On November 15, Cook Children’s filed a motion that requested that Judge Kim be ordered to recuse himself from involvement in the case. 

The hospital claimed that he is “personally biased in the case based on his affiliation with groups that have campaigned against the law under which the hospital tried to end Tinslee’s treatment,” as reported in the Fort-Worth Star-Telegram

The contentious Texas Advance Directives Act, according to The Houston Law Review journal, was passed as a compromise to appease both the pro-life camp and those in the medical community. 

“The consensus at the time of passage did not last long because pro-life and disability rights groups grew concerned with how doctors and hospitals implemented the statute's procedures. It became clear that the statute provided doctors with absolute immunity yet provided only 'very weak procedural protections for patients',” as stated in the journal. 

In the past, the Texas Advance Directives Act has caused confusion and ambiguity for other patients caught up in the controversial parts of the law. There are many examples as cited in a 2016 Houston Press article. 

The case of David Chris Dunn is one such example. His mother, Evelyn Kelly, fought hard in opposition from having his life support removed after a doctor-led panel decided that there was nothing more they could do for him. For David, he died naturally on life support, before any machines were removed.
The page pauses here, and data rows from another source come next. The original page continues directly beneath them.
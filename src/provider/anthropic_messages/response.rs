use crate::types::{ChatResponse, FinishReason, TokenUsage, ToolCall};

use super::types::{AnthropicContentBlock, AnthropicMessageResponse, AnthropicUsage};

pub(crate) fn map_response(resp: AnthropicMessageResponse) -> ChatResponse {
    let mut response = ChatResponse::default();
    for block in resp.content {
        match block.kind.as_str() {
            "text" => {
                if let Some(text) = block.text {
                    response.content.push_str(&text);
                }
            }
            "tool_use" => response.tool_calls.push(convert_tool_use(block)),
            // thinking / redacted_thinking 等块不进入规范化响应
            _ => {}
        }
    }
    response.finish_reason = resp
        .stop_reason
        .as_deref()
        .map(convert_finish_reason)
        .unwrap_or_default();
    if let Some(usage) = resp.usage {
        response.usage = convert_usage(&usage);
    }
    response
}

fn convert_tool_use(block: AnthropicContentBlock) -> ToolCall {
    let arguments = block
        .input
        .map(|input| input.to_string())
        .unwrap_or_else(|| "{}".to_string());
    ToolCall::new(
        block.id.unwrap_or_default(),
        block.name.unwrap_or_default(),
        arguments,
    )
}

pub(crate) fn convert_finish_reason(reason: &str) -> FinishReason {
    match reason {
        "tool_use" => FinishReason::ToolCalls,
        "max_tokens" => FinishReason::Length,
        _ => FinishReason::Stop,
    }
}

fn convert_usage(usage: &AnthropicUsage) -> TokenUsage {
    let prompt_tokens = usage.input_tokens.unwrap_or(0);
    let completion_tokens = usage.output_tokens.unwrap_or(0);
    TokenUsage {
        prompt_tokens,
        completion_tokens,
        total_tokens: prompt_tokens.saturating_add(completion_tokens),
    }
}

#[cfg(test)]
mod tests {
    use super::*;

    #[test]
    fn maps_text_and_tool_use_blocks() {
        let resp: AnthropicMessageResponse = serde_json::from_str(
            r#"{
                "id": "msg_01",
                "type": "message",
                "role": "assistant",
                "model": "claude-sonnet-4-5",
                "content": [
                    {"type": "text", "text": "Let me "},
                    {"type": "text", "text": "check."},
                    {"type": "tool_use", "id": "toolu_1", "name": "get_weather", "input": {"city": "Paris"}}
                ],
                "stop_reason": "tool_use",
                "usage": {"input_tokens": 20, "output_tokens": 11}
            }"#,
        )
        .expect("valid response");
        let response = map_response(resp);
        assert_eq!(response.content, "Let me check.");
        assert_eq!(
            response.tool_calls,
            vec![ToolCall::new("toolu_1", "get_weather", r#"{"city":"Paris"}"#)]
        );
        assert_eq!(response.finish_reason, FinishReason::ToolCalls);
        assert_eq!(response.usage.total_tokens, 31);
    }

    #[test]
    fn finish_reason_mapping_is_total() {
        assert_eq!(convert_finish_reason("end_turn"), FinishReason::Stop);
        assert_eq!(convert_finish_reason("stop_sequence"), FinishReason::Stop);
        assert_eq!(convert_finish_reason("tool_use"), FinishReason::ToolCalls);
        assert_eq!(convert_finish_reason("max_tokens"), FinishReason::Length);
        assert_eq!(convert_finish_reason("refusal"), FinishReason::Stop);
    }
}
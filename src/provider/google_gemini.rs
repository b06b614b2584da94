//! Google Gemini GenerateContent (`/v1beta/models/{model}:generateContent`). Streams use
//! `:streamGenerateContent?alt=sse` and end when a candidate reports a `finishReason`.

mod error;
mod provider;
mod request;
mod response;
mod stream;
mod types;

pub use provider::GoogleGeminiProvider;

pub(crate) const PROVIDER_NAME: &str = "gemini";
pub(crate) const API_KEY_ENV: &str = "GEMINI_API_KEY";
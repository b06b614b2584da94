use tokio_util::sync::CancellationToken;

use crate::error::LLMError;
use crate::http::HttpBodyStream;
use crate::stream::ChatStream;
use crate::stream::accumulator::StreamAccumulator;
use crate::stream::normalizer::{EventFolder, Fold, SseNormalizer};
use crate::stream::sse::SseEvent;

use super::PROVIDER_NAME;
use super::error::api_error_from_detail;
use super::response::resolve_finish_reason;
use super::types::GeminiGenerateContentResponse;

pub(crate) fn create_stream(
    body: HttpBodyStream,
    cancel: CancellationToken,
    status: u16,
) -> ChatStream {
    ChatStream::new(SseNormalizer::new(
        body,
        PROVIDER_NAME,
        cancel,
        GeminiFolder { status, next_key: 0 },
    ))
}

/// Folds `GenerateContentResponse` chunks.
///
/// Function calls arrive whole, so each `functionCall` part opens a new entry with its
/// complete arguments. A candidate `finishReason` is the terminal signal.
pub(crate) struct GeminiFolder {
    status: u16,
    next_key: usize,
}

impl EventFolder for GeminiFolder {
    fn fold(&mut self, event: SseEvent, acc: &mut StreamAccumulator) -> Result<Fold, LLMError> {
        let chunk: GeminiGenerateContentResponse =
            serde_json::from_str(&event.data).map_err(|err| {
                LLMError::decode(PROVIDER_NAME, format!("failed to parse stream chunk: {err}"))
            })?;

        if let Some(detail) = chunk.error {
            return Err(api_error_from_detail(self.status, detail, None));
        }

        if let Some(usage) = chunk.usage_metadata {
            acc.update_usage(
                usage.prompt_token_count,
                usage.candidates_token_count,
                usage.total_token_count,
            );
        }

        let Some(candidate) = chunk.candidates.into_iter().next() else {
            return Ok(Fold::Continue);
        };
        for part in candidate.content.map(|content| content.parts).unwrap_or_default() {
            if let Some(text) = part.visible_text() {
                acc.push_text(text);
            }
            if let Some(call) = &part.function_call {
                let key = self.next_key;
                self.next_key += 1;
                acc.push_tool_fragment(
                    key,
                    Some(call.name.as_str()),
                    Some(call.name.as_str()),
                    &call.arguments(),
                );
            }
        }

        match candidate.finish_reason.as_deref() {
            Some(reason) => {
                acc.finish(resolve_finish_reason(Some(reason), acc.has_tool_calls()));
                Ok(Fold::Terminal)
            }
            None => Ok(Fold::Continue),
        }
    }
}

#[cfg(test)]
mod tests {
    use futures_util::stream;

    use super::*;
    use crate::types::{FinishReason, StreamChunk, ToolCall};

    fn body(raw: &'static str) -> HttpBodyStream {
        Box::pin(stream::iter(vec![Ok(raw.as_bytes().to_vec())]))
    }

    async fn drain(stream: &mut ChatStream) -> Vec<StreamChunk> {
        let mut chunks = Vec::new();
        while stream.next().await {
            chunks.push(stream.current().cloned().expect("current chunk"));
        }
        chunks
    }

    #[tokio::test]
    async fn text_chunks_until_finish_reason() {
        let mut stream = create_stream(
            body(concat!(
                "data: {\"candidates\":[{\"content\":{\"role\":\"model\",\"parts\":[{\"text\":\"Hel\"}]}}]}\r\n\r\n",
                "\r\n",
                "data: {\"candidates\":[{\"content\":{\"role\":\"model\",\"parts\":[{\"text\":\"lo\"}]},\"finishReason\":\"STOP\"}],",
                "\"usageMetadata\":{\"promptTokenCount\":3,\"candidatesTokenCount\":2,\"totalTokenCount\":5}}\r\n\r\n",
                "data: {\"candidates\":[{\"content\":{\"parts\":[{\"text\":\"ignored\"}]}}]}\r\n\r\n",
            )),
            CancellationToken::new(),
            200,
        );
        let chunks = drain(&mut stream).await;
        assert_eq!(
            chunks,
            vec![
                StreamChunk::text("Hel"),
                StreamChunk::text("lo"),
                StreamChunk::finish(FinishReason::Stop),
            ]
        );
        let response = stream.response();
        assert_eq!(response.content, "Hello");
        assert_eq!(response.usage.total_tokens, 5);
    }

    #[tokio::test]
    async fn whole_function_calls_each_open_an_entry() {
        let mut stream = create_stream(
            body(concat!(
                "data: {\"candidates\":[{\"content\":{\"parts\":[",
                "{\"functionCall\":{\"name\":\"get_weather\",\"args\":{\"city\":\"Paris\"}}},",
                "{\"functionCall\":{\"name\":\"get_time\"}}",
                "]},\"finishReason\":\"STOP\"}]}\n\n",
            )),
            CancellationToken::new(),
            200,
        );
        let chunks = drain(&mut stream).await;
        assert_eq!(chunks.len(), 3);
        assert_eq!(chunks[2], StreamChunk::finish(FinishReason::ToolCalls));
        assert_eq!(
            stream.response().tool_calls,
            vec![
                ToolCall::new("get_weather", "get_weather", r#"{"city":"Paris"}"#),
                ToolCall::new("get_time", "get_time", "{}"),
            ]
        );
    }
}
use std::collections::VecDeque;

use crate::types::{ChatResponse, FinishReason, StreamChunk, ToolCall, ToolCallDelta};

struct PendingToolCall {
    key: usize,
    call: ToolCall,
}

/// Running state of one streamed response.
///
/// Folds vendor events into the accumulated [`ChatResponse`] and queues the chunks that
/// the consumer has not pulled yet. In-progress tool calls are kept in first-seen order
/// and only move into the response when [`StreamAccumulator::flush_tool_calls`] runs.
#[derive(Default)]
pub(crate) struct StreamAccumulator {
    response: ChatResponse,
    in_progress: Vec<PendingToolCall>,
    ready: VecDeque<StreamChunk>,
    finish_seen: bool,
}

impl StreamAccumulator {
    pub(crate) fn new() -> Self {
        Self::default()
    }

    /// Appends a text delta; empty deltas surface nothing.
    pub(crate) fn push_text(&mut self, delta: &str) {
        if delta.is_empty() {
            return;
        }
        self.response.content.push_str(delta);
        self.ready.push_back(StreamChunk::text(delta));
    }

    /// Appends an argument fragment to the call identified by `key`, creating it on first
    /// sight. A non-empty `id`/`name` replaces the stored value; fragments are appended.
    pub(crate) fn push_tool_fragment(
        &mut self,
        key: usize,
        id: Option<&str>,
        name: Option<&str>,
        fragment: &str,
    ) {
        let position = match self.in_progress.iter().position(|entry| entry.key == key) {
            Some(position) => position,
            None => {
                self.in_progress.push(PendingToolCall {
                    key,
                    call: ToolCall::new("", "", ""),
                });
                self.in_progress.len() - 1
            }
        };
        let call = &mut self.in_progress[position].call;
        if let Some(id) = id.filter(|id| !id.is_empty()) {
            call.id = id.to_string();
        }
        if let Some(name) = name.filter(|name| !name.is_empty()) {
            call.name = name.to_string();
        }
        if fragment.is_empty() {
            return;
        }
        call.arguments.push_str(fragment);
        self.ready.push_back(StreamChunk::tool_call(ToolCallDelta {
            id: call.id.clone(),
            name: call.name.clone(),
            arguments_delta: fragment.to_string(),
        }));
    }

    /// Records the finish reason and queues the terminal chunk carrying it.
    pub(crate) fn finish(&mut self, reason: FinishReason) {
        self.response.finish_reason = reason;
        self.finish_seen = true;
        self.ready.push_back(StreamChunk::finish(reason));
    }

    /// Overwrites whichever usage figures are present. A missing total is recomputed.
    pub(crate) fn update_usage(
        &mut self,
        prompt: Option<u64>,
        completion: Option<u64>,
        total: Option<u64>,
    ) {
        if prompt.is_none() && completion.is_none() && total.is_none() {
            return;
        }
        let usage = &mut self.response.usage;
        if let Some(prompt) = prompt {
            usage.prompt_tokens = prompt;
        }
        if let Some(completion) = completion {
            usage.completion_tokens = completion;
        }
        usage.total_tokens =
            total.unwrap_or(usage.prompt_tokens.saturating_add(usage.completion_tokens));
    }

    /// Moves in-progress calls into the response in first-seen order.
    ///
    /// Calls whose arguments never received a fragment are completed as `{}`. When the
    /// vendor never sent a finish reason, flushed calls report [`FinishReason::ToolCalls`].
    pub(crate) fn flush_tool_calls(&mut self) {
        for PendingToolCall { mut call, .. } in self.in_progress.drain(..) {
            if call.arguments.trim().is_empty() {
                call.arguments = "{}".to_string();
            }
            self.response.tool_calls.push(call);
        }
        if !self.finish_seen && !self.response.tool_calls.is_empty() {
            self.response.finish_reason = FinishReason::ToolCalls;
        }
    }

    pub(crate) fn has_tool_calls(&self) -> bool {
        !self.in_progress.is_empty() || !self.response.tool_calls.is_empty()
    }

    pub(crate) fn pop_ready(&mut self) -> Option<StreamChunk> {
        self.ready.pop_front()
    }

    pub(crate) fn discard_ready(&mut self) {
        self.ready.clear();
    }

    pub(crate) fn response(&self) -> &ChatResponse {
        &self.response
    }
}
This was due to help from Texas Right To Life as well as to the determination of his mother to keep her child alive. 

The fight for baby Tinslee continues. A court hearing is scheduled December 4-5 to decide whether to give a temporary injunction granting baby Tinslee more time beyond the impending December 10 deadline. 

“She deserves the chance to fight for her life, and she's got a troop that will help her 100 per cent and above,” Tinslee's great aunt, Beverly Winston, was quoted as saying in a November 23 ABC news article.